An hfm web extra
In this excerpt from the interview, David Blumenthal, MD, former national coordinator for health information technology under President Obama, discusses with Richard L. Clarke, DHA, FHFMA, president and CEO of HFMA, lessons learned about population health management efforts in the 1990s.
Richard L. Clarke: More than a third of the healthcare organizations surveyed for HFMA's Value Project have already begun investing in population health management capabilities or plan to do so within the next two years. What were the lessons learned from population health management efforts in the 1990s?
David Blumenthal: We made a huge error in the 1990s by taking a fundamentally useful concept-that of health maintenance and the management of people's health in its entirety rather than episode- or visit-based care-and using it as a cost-control device. We lost the chance to move it into common use and thereby alienated the health professions and the public.
We need to move incrementally and judiciously back to some kind of shared risk. I don't think we're going to move precipitously to global capitation for individuals in the short term. It exists, obviously, in a relatively small number of organizations, such as Kaiser Permanente.

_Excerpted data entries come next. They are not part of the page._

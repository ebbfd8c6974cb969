//! The reference machine: class metadata, witness tables and native
//! implementations laid out in simulated memory.
//!
//! Every symbol gets a one-word region the first time anything asks for
//! its address, so a function pointer is just that address and calling
//! one resolves it back to a symbol. Implementations are Rust closures
//! over *logical* values; the machine decodes the native arguments of
//! their lowered signature before calling them and encodes the answer
//! afterwards, which makes them a faithful stand-in for a compiled body.

use std::fmt;
use std::sync::Arc;

use rustc_hash::FxHashMap;

use relay_abi::{
    lower_signature, ArgRole, AsyncContextLayout, FrameValue, LoweredSignature, MetadataService,
    ModuleMetadata, NativeValueSchema, ValuePassing, VTABLE_HEADER_WORDS, WITNESS_HEADER_WORDS,
    WORD_SIZE,
};
use relay_ir::{MethodReference, Name, PointerAuthInfo};
use relay_thunk::ThunkModule;

use crate::errors::{EvalError, EvalResult};
use crate::memory::{Memory, WORD};
use crate::ptrauth;

/// A logical argument as an implementation sees it.
#[derive(Clone, Debug, PartialEq, Eq)]
pub enum ArgValue {
    /// Canonical components of a loadable value.
    Value(Vec<u64>),
    /// Address of an address-only value.
    Address(u64),
}

impl ArgValue {
    /// Canonical components, or the address as a single word.
    pub fn words(&self) -> &[u64] {
        match self {
            ArgValue::Value(words) => words,
            ArgValue::Address(addr) => std::slice::from_ref(addr),
        }
    }

    /// First component; zero for an empty value.
    pub fn scalar(&self) -> u64 {
        self.words().first().copied().unwrap_or(0)
    }
}

/// Decoded arguments handed to a native implementation.
pub struct Invocation<'a> {
    pub receiver: u64,
    pub args: Vec<ArgValue>,
    pub bindings: Vec<u64>,
    /// Self metadata and witness table of a protocol-dispatched call.
    pub witness: Option<(u64, u64)>,
    pub memory: &'a Memory,
}

/// Body of a native implementation.
///
/// `Ok` carries the canonical components of the result; `Err` carries the
/// error word to store in the caller's error slot.
pub type NativeBody = dyn Fn(&Invocation<'_>) -> Result<Vec<u64>, u64> + Send + Sync;

pub(crate) struct Implementation {
    pub symbol: Name,
    pub signature: Arc<LoweredSignature>,
    body: Box<NativeBody>,
}

impl fmt::Debug for Implementation {
    fn fmt(&self, f: &mut fmt::Formatter<'_>) -> fmt::Result {
        f.debug_struct("Implementation")
            .field("symbol", &self.symbol)
            .field("convention", &self.signature.convention)
            .finish_non_exhaustive()
    }
}

/// Decoded native arguments, convention aside.
struct Incoming {
    receiver: u64,
    args: Vec<ArgValue>,
    bindings: Vec<u64>,
    witness: Option<(u64, u64)>,
    error_slot: Option<u64>,
    indirect_return: Option<u64>,
}

pub struct Machine {
    pub(crate) module: Arc<ThunkModule>,
    pub(crate) metadata: Arc<ModuleMetadata>,
    pub(crate) memory: Memory,
    symbols: FxHashMap<Name, u64>,
    names: FxHashMap<u64, Name>,
    /// Implementation symbol to the method whose signature it is called with.
    signatures: FxHashMap<Name, MethodReference>,
    implementations: FxHashMap<Name, Arc<Implementation>>,
    class_metadata: FxHashMap<Name, u64>,
    witness_tables: FxHashMap<(Name, Name), u64>,
    pub(crate) suspensions: usize,
}
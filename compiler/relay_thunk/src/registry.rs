//! Idempotent symbol registry.
//!
//! Maps a key (a method reference, or a class for lookup functions) to a
//! declared entry point. Declaring allocates the symbol and its
//! declaration once; defining runs the body generator at most once per
//! entry, no matter how many threads ask concurrently. The registry is the
//! only shared mutable state of thunk generation.

use std::hash::Hash;
use std::sync::atomic::{AtomicUsize, Ordering};
use std::sync::{Arc, OnceLock};

use dashmap::DashMap;

use relay_ir::{Name, ThunkFunction};

/// A declared entry point and, once defined, its body.
#[derive(Debug)]
pub struct RegistryEntry<D> {
    pub symbol: Name,
    pub declaration: D,
    body: OnceLock<Arc<ThunkFunction>>,
}

impl<D> RegistryEntry<D> {
    pub fn body(&self) -> Option<&Arc<ThunkFunction>> {
        self.body.get()
    }

    pub fn is_defined(&self) -> bool {
        self.body.get().is_some()
    }
}

pub struct SymbolRegistry<K, D> {
    entries: DashMap<K, Arc<RegistryEntry<D>>>,
    by_symbol: DashMap<Name, Arc<RegistryEntry<D>>>,
    bodies_emitted: AtomicUsize,
}

impl<K: Hash + Eq + Clone, D> SymbolRegistry<K, D> {
    pub fn new() -> Self {
        Self {
            entries: DashMap::new(),
            by_symbol: DashMap::new(),
            bodies_emitted: AtomicUsize::new(0),
        }
    }

    /// Look up or allocate the entry for `key`.
    ///
    /// `declare` runs only for the first request and must not re-enter
    /// this registry.
    pub fn declare(&self, key: &K, declare: impl FnOnce() -> (Name, D)) -> Arc<RegistryEntry<D>> {
        if let Some(entry) = self.entries.get(key) {
            return Arc::clone(&entry);
        }
        let entry = Arc::clone(
            self.entries
                .entry(key.clone())
                .or_insert_with(|| {
                    let (symbol, declaration) = declare();
                    Arc::new(RegistryEntry {
                        symbol,
                        declaration,
                        body: OnceLock::new(),
                    })
                })
                .value(),
        );
        self.by_symbol
            .entry(entry.symbol)
            .or_insert_with(|| Arc::clone(&entry));
        entry
    }

    /// Define `entry`'s body with `emit` unless it already has one.
    pub fn define(
        &self,
        entry: &RegistryEntry<D>,
        emit: impl FnOnce() -> ThunkFunction,
    ) -> Arc<ThunkFunction> {
        Arc::clone(entry.body.get_or_init(|| {
            self.bodies_emitted.fetch_add(1, Ordering::Relaxed);
            Arc::new(emit())
        }))
    }

    pub fn get(&self, key: &K) -> Option<Arc<RegistryEntry<D>>> {
        self.entries.get(key).map(|e| Arc::clone(&e))
    }

    pub fn by_symbol(&self, symbol: Name) -> Option<Arc<RegistryEntry<D>>> {
        self.by_symbol.get(&symbol).map(|e| Arc::clone(&e))
    }

    /// Number of bodies generated so far.
    pub fn bodies_emitted(&self) -> usize {
        self.bodies_emitted.load(Ordering::Relaxed)
    }

    pub fn len(&self) -> usize {
        self.entries.len()
    }

    pub fn is_empty(&self) -> bool {
        self.entries.is_empty()
    }

    /// Every defined body.
    pub fn bodies(&self) -> Vec<Arc<ThunkFunction>> {
        self.entries
            .iter()
            .filter_map(|e| e.value().body().cloned())
            .collect()
    }
}

impl<K: Hash + Eq + Clone, D> Default for SymbolRegistry<K, D> {
    fn default() -> Self {
        Self::new()
    }
}
use serde::{Deserialize, Serialize};

use crate::model::{PlaybackModes, QueueState, Song};

/// Everything a UI panel can observe. One live instance per client, owned
/// by the [`Store`](super::Store), which is its only writer.
#[derive(Debug, Clone, PartialEq, Default)]
pub struct AppState {
    pub playlist: PlaylistState,
    pub upnext: UpNextState,
    /// True iff the user explicitly paused. Distinguishes intentional pause
    /// from a transient pause caused by a source swap.
    pub user_paused: bool,
    pub player: PlayerState,
    pub ui: UiState,
}

impl AppState {
    /// Song at the playlist cursor, if any is selected.
    pub fn current_song(&self) -> Option<&Song> {
        usize::try_from(self.playlist.current_index)
            .ok()
            .and_then(|index| self.playlist.items.get(index))
    }
}

/// Active playlist; also the payload of the playlist routes.
#[derive(Debug, Clone, PartialEq, Serialize, Deserialize)]
#[serde(rename_all = "camelCase")]
pub struct PlaylistState {
    #[serde(default)]
    pub name: String,
    pub size: usize,
    /// Index of the selected song, -1 when none is selected.
    pub current_index: i64,
    pub items: Vec<Song>,
    #[serde(default)]
    pub queue: QueueState,
    #[serde(default)]
    pub modes: PlaybackModes,
}

impl Default for PlaylistState {
    fn default() -> Self {
        Self {
            name: String::new(),
            size: 0,
            current_index: -1,
            items: Vec::new(),
            queue: QueueState::default(),
            modes: PlaybackModes::default(),
        }
    }
}

/// Lookahead view; also the payload of the up-next route. The first
/// `queue_count` items come from the manual queue, the rest follow playlist
/// order.
#[derive(Debug, Clone, PartialEq, Default, Serialize, Deserialize)]
#[serde(rename_all = "camelCase")]
pub struct UpNextState {
    pub current: Option<Song>,
    pub items: Vec<Song>,
    pub queue_count: usize,
    #[serde(default)]
    pub modes: PlaybackModes,
}

#[derive(Debug, Clone, PartialEq)]
pub struct PlayerState {
    pub is_playing: bool,
    /// Seconds from the start of the current song.
    pub current_time: f64,
    pub duration: f64,
    /// In `[0, 1]`.
    pub volume: f32,
    pub muted: bool,
}

impl Default for PlayerState {
    fn default() -> Self {
        Self {
            is_playing: false,
            current_time: 0.0,
            duration: 0.0,
            volume: 1.0,
            muted: false,
        }
    }
}

#[derive(Debug, Clone, PartialEq, Default)]
pub struct UiState {
    pub loading: bool,
    pub error: Option<String>,
}
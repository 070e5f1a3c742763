use std::fmt;

use crate::state::{AppState, PlayerState, PlaylistState, StatePatch, UpNextState};

/// Named events the store produces.
#[derive(Debug, Clone, Copy, PartialEq, Eq, Hash)]
pub enum EventKind {
    /// Every non-silent state update.
    StateChanged,
    PlaylistChanged,
    UpNextChanged,
    PlayerChanged,
    /// Initial load finished (playlist, up-next and modes fetched).
    AppInitialized,
}

impl fmt::Display for EventKind {
    fn fmt(&self, f: &mut fmt::Formatter<'_>) -> fmt::Result {
        let name = match self {
            Self::StateChanged => "state_changed",
            Self::PlaylistChanged => "playlist_changed",
            Self::UpNextChanged => "upnext_changed",
            Self::PlayerChanged => "player_changed",
            Self::AppInitialized => "app_initialized",
        };
        f.write_str(name)
    }
}

/// Payload of the generic state-changed event.
#[derive(Debug, Clone)]
pub struct StateChange {
    pub previous: AppState,
    pub current: AppState,
    /// The raw patch that was applied.
    pub changes: StatePatch,
}

/// Typed payloads, one variant per event kind. Targeted events carry the
/// post-merge sub-tree.
#[derive(Debug, Clone)]
pub enum Notification {
    State(StateChange),
    Playlist(PlaylistState),
    UpNext(UpNextState),
    Player(PlayerState),
    Initialized,
}
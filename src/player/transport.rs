use async_trait::async_trait;

/// Control surface of the externally owned audio transport.
///
/// Implementations own their failure reporting: a resume that fails
/// (autoplay restriction, missing source) is surfaced as a media error on
/// the store by the transport itself, never returned to the coordinator.
/// Implementations are also expected to feed progress ticks back into the
/// store with silent player patches.
#[async_trait]
pub trait PlaybackTransport: Send + Sync {
    async fn resume(&self);
    async fn pause(&self);
    /// Seek to an absolute position in seconds.
    async fn seek(&self, position: f64);
}

/// Transport for headless use; every control is a no-op.
#[derive(Debug, Default, Clone, Copy)]
pub struct DetachedTransport;

#[async_trait]
impl PlaybackTransport for DetachedTransport {
    async fn resume(&self) {}
    async fn pause(&self) {}
    async fn seek(&self, _position: f64) {}
}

We're going to see risk transferred in increments in a variety of ways that organizations will be capable of managing-especially leading organizations, because they are working so hard at their information systems.
Within the past couple years, I served on a committee with the medical director of a large primary care and multispecialty group that had about 300 physicians. The group was capitated to a large extent and doing extremely well. The head of the group said they could manage care because their information systems enabled them to accept risk. Such systems didn't exist 20 years ago.
That means we have new opportunities to transfer risk without the calamities that befell so many groups in the 1990s. We have new opportunities because people can learn how resources are being used and where they're vulnerable and where they're not, and be intelligent managers of the risks they're accepting. But not many organizations are there yet. We're going to have to move toward risk and varieties of global payment over time. We won't move toward a single form of risk acceptance, because there is no consensus on the optimal way to do it-whether it's bundled payments for hospital stays, episode-of-care payments, the PROMETHEUS approach, or some less prescriptive, more experience-based form of care.
But we will move increasingly toward sharing risk, and that will change the sensibility of providers. One hopes that over 10 to 15 years, that changed sensibility will be as important as the narrowly construed risk-sharing arrangements themselves.
A lot of this is about psychology. Physicians don't think like auditors or economists. They think about their patients and their needs at the moment of decision. Enabling them to think as though they need to look for ways to save resources that don't jeopardize the care of their patients could be vastly more important than any mechanical payment structure.